ORCID

0000-0002-7112-5164 (Sage), 0000-0001-9345-2740 (Duffy)

Document Type

Article

Publication Date

2025

DOI

10.1093/biolre/ioaf218

Publication Title

Biology of Reproduction

Volume

Advance online publication

Pages

ioaf218 (1-16)

Abstract

Theca cells are a critical steroidogenic cell type of the ovarian follicle and corpus luteum. The ovulatory luteinizing hormone (LH) surge (or human chorionic gonadotropin (hCG)) stimulates theca cell relocation from the stroma surrounding the dominant follicle to full integration into the developing corpus luteum. Luteinizing hormone/human chorionic gonadotropin also stimulates granulosa cells to produce local mediators of ovulation, including the peptide neurotensin (NTS). To determine if hCG-stimulated NTS regulates theca cell relocation within the ovulatory follicle, vehicle or an NTS receptor antagonist was injected into a macaque dominant follicle, and ovaries were removed 48 h after hCG administration. Additional ovaries with dominant follicles were collected without administration of hCG (pre-hCG). Theca cells were sparse in the ovarian stroma surrounding pre-hCG follicles, while theca cells were abundant in the stroma and granulosa cell layer of recently-ovulated, hCG-treated follicles.

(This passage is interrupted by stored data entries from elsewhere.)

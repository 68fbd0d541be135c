//! Document to block sequence.
//!
//! A block is a block-level element holding text of its own, that is text
//! that is not inside a nested block element.
use crate::budget::Budget;
use crate::dom::{heading_level, is_block, Document, Edge, NodeId};
use crate::error::Skip;
use crate::types::normalize_whitespace;

/// Inline elements whose leading occurrence makes an emphasized lead.
const LEAD_ELEMENTS: &[&str] = &["strong", "b", "em"];

#[derive(Debug, Clone, Copy, PartialEq, Eq)]
pub enum BlockKind {
    Heading(u8),
    Paragraph,
    ListItem,
    Term,
    Definition,
    /// table cell, `first` if it is the first cell of its row
    Cell { first: bool },
    Summary,
    Caption,
    Other,
}

impl BlockKind {
    fn from_name(name: &str, first_cell: bool) -> Self {
        if let Some(rank) = heading_level(name) {
            return BlockKind::Heading(rank);
        }
        match name {
            "p" => BlockKind::Paragraph,
            "li" => BlockKind::ListItem,
            "dt" => BlockKind::Term,
            "dd" => BlockKind::Definition,
            "td" | "th" => BlockKind::Cell { first: first_cell },
            "summary" => BlockKind::Summary,
            "caption" | "figcaption" => BlockKind::Caption,
            _ => BlockKind::Other,
        }
    }

    /// Heading rank, if any.
    pub fn rank(&self) -> Option<u8> {
        match self {
            BlockKind::Heading(rank) => Some(*rank),
            _ => None,
        }
    }

    /// Blocks where a question is expected.
    pub fn is_cue(&self) -> bool {
        matches!(
            self,
            BlockKind::Heading(_)
                | BlockKind::Term
                | BlockKind::Summary
                | BlockKind::Cell { first: true }
        )
    }
}

#[derive(Debug, Clone, PartialEq, Eq)]
pub struct Block {
    pub node: NodeId,
    pub kind: BlockKind,
    /// number of ancestors of the element
    pub depth: usize,
    /// normalized own text
    pub text: String,
    /// text of a leading `strong`/`b`/`em`
    pub lead: Option<String>,
    /// text following the lead
    pub rest: String,
}

impl Block {
    /// Whether a question is expected here: cue kind, or a block that is entirely emphasized.
    pub fn is_cue(&self) -> bool {
        self.kind.is_cue() || (self.lead.is_some() && self.rest.is_empty())
    }
}

/// Block being built during the walk.
struct Pending {
    slot: usize,
    node: NodeId,
    kind: BlockKind,
    depth: usize,
    raw: String,
    lead_node: Option<NodeId>,
    lead_end: Option<usize>,
}

impl Pending {
    fn finish(self) -> Option<Block> {
        let text = normalize_whitespace(&self.raw);
        if text.is_empty() {
            return None;
        }
        let (lead, rest) = match self.lead_end {
            Some(end) => {
                let lead = normalize_whitespace(&self.raw[..end]);
                let rest = normalize_whitespace(&self.raw[end..]);
                (Some(lead).filter(|l| !l.is_empty()), rest)
            }
            None => (None, String::new()),
        };
        let rest = if lead.is_some() { rest } else { String::new() };
        Some(Block {
            node: self.node,
            kind: self.kind,
            depth: self.depth,
            text,
            lead,
            rest,
        })
    }
}

/// Whether `id` is the first element among its siblings.
fn is_first_element(doc: &Document, id: NodeId) -> bool {
    let mut current = doc.prev_sibling(id);
    while let Some(prev) = current {
        if doc.get(prev).element().is_some() {
            return false;
        }
        current = doc.prev_sibling(prev);
    }
    true
}

/// Split a document into blocks, in document order.
pub fn blocks(doc: &Document, budget: &Budget) -> Result<Vec<Block>, Skip> {
    let mut slots: Vec<Option<Block>> = Vec::new();
    let mut stack: Vec<Pending> = Vec::new();

    for edge in doc.traverse(doc.root()) {
        match edge {
            Edge::Open(id) => {
                budget.check()?;
                let node = doc.get(id);
                if let Some(text) = node.text() {
                    if let Some(top) = stack.last_mut() {
                        top.raw.push_str(text);
                    }
                    continue;
                }
                let name = match node.name() {
                    Some(name) => name,
                    None => continue,
                };

                if is_block(name) {
                    let first_cell = doc
                        .parent(id)
                        .and_then(|p| doc.get(p).name())
                        .map_or(false, |p| p == "tr")
                        && is_first_element(doc, id);
                    slots.push(None);
                    stack.push(Pending {
                        slot: slots.len() - 1,
                        node: id,
                        kind: BlockKind::from_name(name, first_cell),
                        depth: doc.depth(id),
                        raw: String::new(),
                        lead_node: None,
                        lead_end: None,
                    });
                } else if let Some(top) = stack.last_mut() {
                    if name == "br" {
                        top.raw.push(' ');
                    } else if LEAD_ELEMENTS.contains(&name)
                        && top.lead_node.is_none()
                        && doc.parent(id) == Some(top.node)
                        && top.raw.trim().is_empty()
                    {
                        top.lead_node = Some(id);
                    }
                }
            }
            Edge::Close(id) => {
                let top = match stack.last_mut() {
                    Some(top) => top,
                    None => continue,
                };
                if top.node == id {
                    if let Some(pending) = stack.pop() {
                        let slot = pending.slot;
                        slots[slot] = pending.finish();
                    }
                } else if top.lead_node == Some(id) && top.lead_end.is_none() {
                    top.lead_end = Some(top.raw.len());
                }
            }
        }
    }

    Ok(slots.into_iter().flatten().collect())
}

Intrafollicular injection of a general NTS receptor antagonist or antagonist selective for a specific NTS receptor (NTSR1 or SORT1) reduced theca migration into the granulosa cell layer after hCG. In vitro, NTS stimulated macaque theca cell migration in conventional and 3-dimensional migration assays, and NTS receptor antagonists blocked NTS-stimulated migration. Neurotensin-stimulated theca cell migration in vitro was influenced by ovarian extracellular matrix components, with laminin reducing theca cell migration. NTS also increased theca cell number in vivo and stimulated theca cell proliferation in vitro. In summary, hCG-stimulated NTS acts directly at theca cells via NTSR1 and SORT1 to stimulate theca cell migration during ovulation and transformation of the ovulatory follicle into the corpus luteum.

Rights

© The Authors 2025.

This is an Open Access Article Distributed under the terms of the Creative Commons Attribution-NonCommercial 4.0 International (CC BY-NC 4.0) License, which permits non-commercial re-use, distribution, and reproduction in any medium, provided the original work is properly cited

Data Availability

Article states: "All data are included in the manuscript."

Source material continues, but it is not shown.